A Review of The Knights Cross Trilogy – A World War Two Adventure Novel by D.N.J.Greaves

"If I had to compare Greaves’ work to just one other writer I’d say that it is on a par with the very best of Leo Kessler."

Since the death of the military historian and wartime adventure novelist Charles Whiting, in July 2007, there has been a serious decline in World War II fiction, a genre that once graced the bookshelves of every half decent bookshop in the country. You’ll search in vain these days for a Whiting, Kessler, Hassell, or Maclean ( Jack Higgins is still there, just), although, by contrast, the military history shelves groan under the ever increasing weight of ever longer tomes about WWII.

But, like the proverbial bus, having waited a long time for just one new adventure novel about WWII to appear, three come along together in the guise of D.N.J. Greaves’ Knights Cross Trilogy, which adds up to the best part of 900 pages of gritty, strongly written prose, that, in places, reminds me of Len Deighton and Ian Fleming in its attention to detail and in its pace and sheer descriptive verve. But if I had to compare Greaves’ work to just one other writer I’d say that it is on a par with the very best of Leo Kessler.

Leo Kessler was a 1970s invention of Charles Whiting ( a soldier who fought in WWII) who wanted, on the one hand, to give Sven Hassell a run for his money, but on the other, to also try and write about WWII from the German soldiers’ point of view, which is something he did admirably, at the same time make the reader think hard about the politics of war (any war), but also about why soldiers continue to fight, especially – as was the case with German soldiers in 1944-45 – when they continue to lose battles and the larger conflict.

Greaves does this too, but also adds the element of a man ‘forced’ to fight, by his German father, for the Fatherland. This may sound a bit far fetched, but many German Americans, for instance, found themselves, through family pressure, fighting for Hitler instead of Roosevelt. It’s also a good device for a novel because it adds and builds up pressure that, at times, is almost unbearable, until the story telling takes over once more and we just want to know what happens next to our anti-hero Max Simons, who, at times, feels very close to Kessler’s handsome hero Colonel Stuermer, and a character who would have to be played by George Clooney, if and when the movie is made.

To give you some idea of the quality of the writing, the following is taken from Book 2 of the trilogy – London Calling:

” Hauptman Helmut Berger was struggling to keep his plane on course. They were supposed to be heading for the huge Vickers armament factory located in west London, but the Liechtenstein SN-2 radar set was playing up, and it was difficult to navigate over a blacked-out city with only intermittent moonlight for help. The task was not made easier by the attentions of the anti-aircraft defences.
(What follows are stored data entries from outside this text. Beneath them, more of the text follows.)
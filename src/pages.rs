//! Page selection parsing.
//!
//! This module turns a page range expression such as `"1,2,3-5,7"` into a
//! concrete, ordered set of 1-based page numbers. Parsing is pure: no I/O,
//! no knowledge of any particular document. Bounds checking against a real
//! document happens separately via [`PageSet::validate_against`].

use std::collections::BTreeSet;
use std::fmt;

use crate::error::{PdfToolError, Result};

/// An ordered set of 1-based page numbers.
///
/// Built from a page range expression: comma-separated tokens, each either
/// a single page number or an inclusive `start-end` range. The result is
/// always sorted ascending with no duplicates, regardless of token order
/// or overlap between tokens.
///
/// # Examples
///
/// ```
/// use pdftool::pages::PageSet;
///
/// let set = PageSet::parse("1,2,3-5,7").unwrap();
/// assert_eq!(set.as_slice(), &[1, 2, 3, 4, 5, 7]);
///
/// assert!(PageSet::parse("5-3").is_err());
/// assert!(PageSet::parse("1,,2").is_err());
/// ```
#[derive(Debug, Clone, PartialEq, Eq)]
pub struct PageSet {
    pages: Vec<u32>,
}

impl PageSet {
    /// Parse a page range expression.
    ///
    /// Whitespace anywhere in the expression is ignored. Any malformed
    /// token aborts the whole parse; partial results are discarded and the
    /// error names the offending token.
    ///
    /// # Errors
    ///
    /// Returns [`PdfToolError::InvalidPageRange`] if:
    /// - a token is empty (e.g. a trailing comma)
    /// - a token is not a valid positive integer
    /// - a range token does not split into exactly two integers
    /// - a range has `start > end`
    pub fn parse(expr: &str) -> Result<Self> {
        let cleaned: String = expr.chars().filter(|c| !c.is_whitespace()).collect();

        let mut pages = BTreeSet::new();

        for token in cleaned.split(',') {
            if token.is_empty() {
                return Err(PdfToolError::invalid_page_range(token, "empty token"));
            }

            if token.contains('-') {
                let parts: Vec<&str> = token.split('-').collect();
                if parts.len() != 2 {
                    return Err(PdfToolError::invalid_page_range(
                        token,
                        "expected a single start-end pair",
                    ));
                }

                let start = parse_page_number(token, parts[0])?;
                let end = parse_page_number(token, parts[1])?;

                if start > end {
                    return Err(PdfToolError::invalid_page_range(
                        token,
                        format!("start page {start} is greater than end page {end}"),
                    ));
                }

                pages.extend(start..=end);
            } else {
                pages.insert(parse_page_number(token, token)?);
            }
        }

        Ok(Self {
            pages: pages.into_iter().collect(),
        })
    }

    /// The selected page numbers, ascending and deduplicated.
    pub fn as_slice(&self) -> &[u32] {
        &self.pages
    }

    /// Iterate over the selected page numbers in ascending order.
    pub fn iter(&self) -> impl Iterator<Item = u32> + '_ {
        self.pages.iter().copied()
    }

    /// Number of distinct pages selected.
    pub fn len(&self) -> usize {
        self.pages.len()
    }

    /// Whether the set contains no pages.
    pub fn is_empty(&self) -> bool {
        self.pages.is_empty()
    }

    /// Check if a page number is part of the selection.
    pub fn contains(&self, page: u32) -> bool {
        self.pages.binary_search(&page).is_ok()
    }

    /// Check every selected page against a document's page count.
    ///
    /// # Errors
    ///
    /// Returns [`PdfToolError::PageOutOfBounds`] naming the first page that
    /// falls outside `1..=total_pages`. Zero can never occur here since
    /// [`PageSet::parse`] rejects it.
    pub fn validate_against(&self, total_pages: usize) -> Result<()> {
        for page in self.iter() {
            if page as usize > total_pages {
                return Err(PdfToolError::page_out_of_bounds(page, total_pages));
            }
        }
        Ok(())
    }
}

impl fmt::Display for PageSet {
    /// Formats the set as a comma-separated expression that parses back to
    /// the same set.
    fn fmt(&self, f: &mut fmt::Formatter<'_>) -> fmt::Result {
        let mut first = true;
        for page in &self.pages {
            if !first {
                write!(f, ",")?;
            }
            write!(f, "{page}")?;
            first = false;
        }
        Ok(())
    }
}

fn parse_page_number(token: &str, s: &str) -> Result<u32> {
    let page: u32 = s
        .parse()
        .map_err(|_| PdfToolError::invalid_page_range(token, format!("'{s}' is not a number")))?;

    if page == 0 {
        return Err(PdfToolError::invalid_page_range(
            token,
            "page numbers are 1-based",
        ));
    }

    Ok(page)
}
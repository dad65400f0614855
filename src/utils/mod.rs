//! Utilities for input path collection.

use crate::error::{PdfToolError, Result};
use std::path::{Path, PathBuf};

/// Expand glob patterns among merge inputs into concrete filesystem paths.
///
/// Paths without glob metacharacters pass through untouched, so missing
/// files surface later as precise `FileNotFound` errors. A pattern that
/// matches nothing is itself reported as a missing file.
///
/// Pattern examples:
/// - `"chapter*.pdf"`
/// - `"./docs/**/*.pdf"`
///
/// # Errors
///
/// - Propagates `glob` parse errors.
/// - Propagates filesystem errors from the glob iterator.
/// - Returns `FileNotFound` for a pattern with zero matches.
pub fn expand_input_patterns(inputs: &[PathBuf]) -> Result<Vec<PathBuf>> {
    let mut resolved_paths = Vec::new();

    for input in inputs {
        if is_glob_pattern(input) {
            let paths = expand_pattern(input)?;
            resolved_paths.extend(paths);
        } else {
            resolved_paths.push(input.clone());
        }
    }

    Ok(resolved_paths)
}

fn is_glob_pattern(path: &Path) -> bool {
    path.to_string_lossy()
        .chars()
        .any(|c| matches!(c, '*' | '?' | '['))
}

fn expand_pattern(pattern: &Path) -> Result<Vec<PathBuf>> {
    let pattern_str = pattern.to_string_lossy();

    let paths = glob::glob(&pattern_str).map_err(|err| PdfToolError::Other {
        message: err.to_string(),
    })?;

    let mut resolved_paths = Vec::new();
    for entry in paths {
        let path = entry.map_err(|err| PdfToolError::Other {
            message: err.to_string(),
        })?;
        resolved_paths.push(path);
    }

    if resolved_paths.is_empty() {
        return Err(PdfToolError::file_not_found(pattern.to_path_buf()));
    }

    Ok(resolved_paths)
}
Thankfully, the RAF night fighters had called off their efforts, at least for the moment.

” He cursed again. The mission was typical of the misguided direction that afflicted the higher levels of Luftwaffe command, almost all of it instigated by Reichsmarschall Goering himself. It was supposed to be another retaliation raid for the destruction inflicted on the Reich’s cities, the ceaseless bombing of armaments, industries and communications that determined Germany’s ability to make war. But with only eight bombers on take off, and now down to five due to engine problems, what the hell was fat Herman trying to achieve? How could this compare to the thousand bomber raids the British and Americans mounted on the Ruhr and other German industrial areas? It was like trying to put out a raging fire with a water pistol. He almost laughed with frustration.”

Those couple of clearly written paragraphs distill the essence of the technical and the emotional beautifully, and also give a hint at the emotional and professional frustrations of those who, on the German side, still keep on fighting: they know they are lions led by toads.

Desmond Greaves – who sadly died in 2010 – was a general practitioner in Birmingham who, as a Major in the Territorial Army, served in the first Gulf War and therefore new the horrors of warfare and how serving men and women cope with it first hand. It also gave him the gravitas of experience that adds hugely to this wonderful conceived and written trilogy that belongs on the shelves of every student of World War II, or any reader who enjoys a damned good story wonderfully told that will be remembered for years.

The Knights Cross Trilogy – Book 1: Red Tide, Book 2: London Calling, and Book 3: Fall of the Fatherland, is published by Original Writing.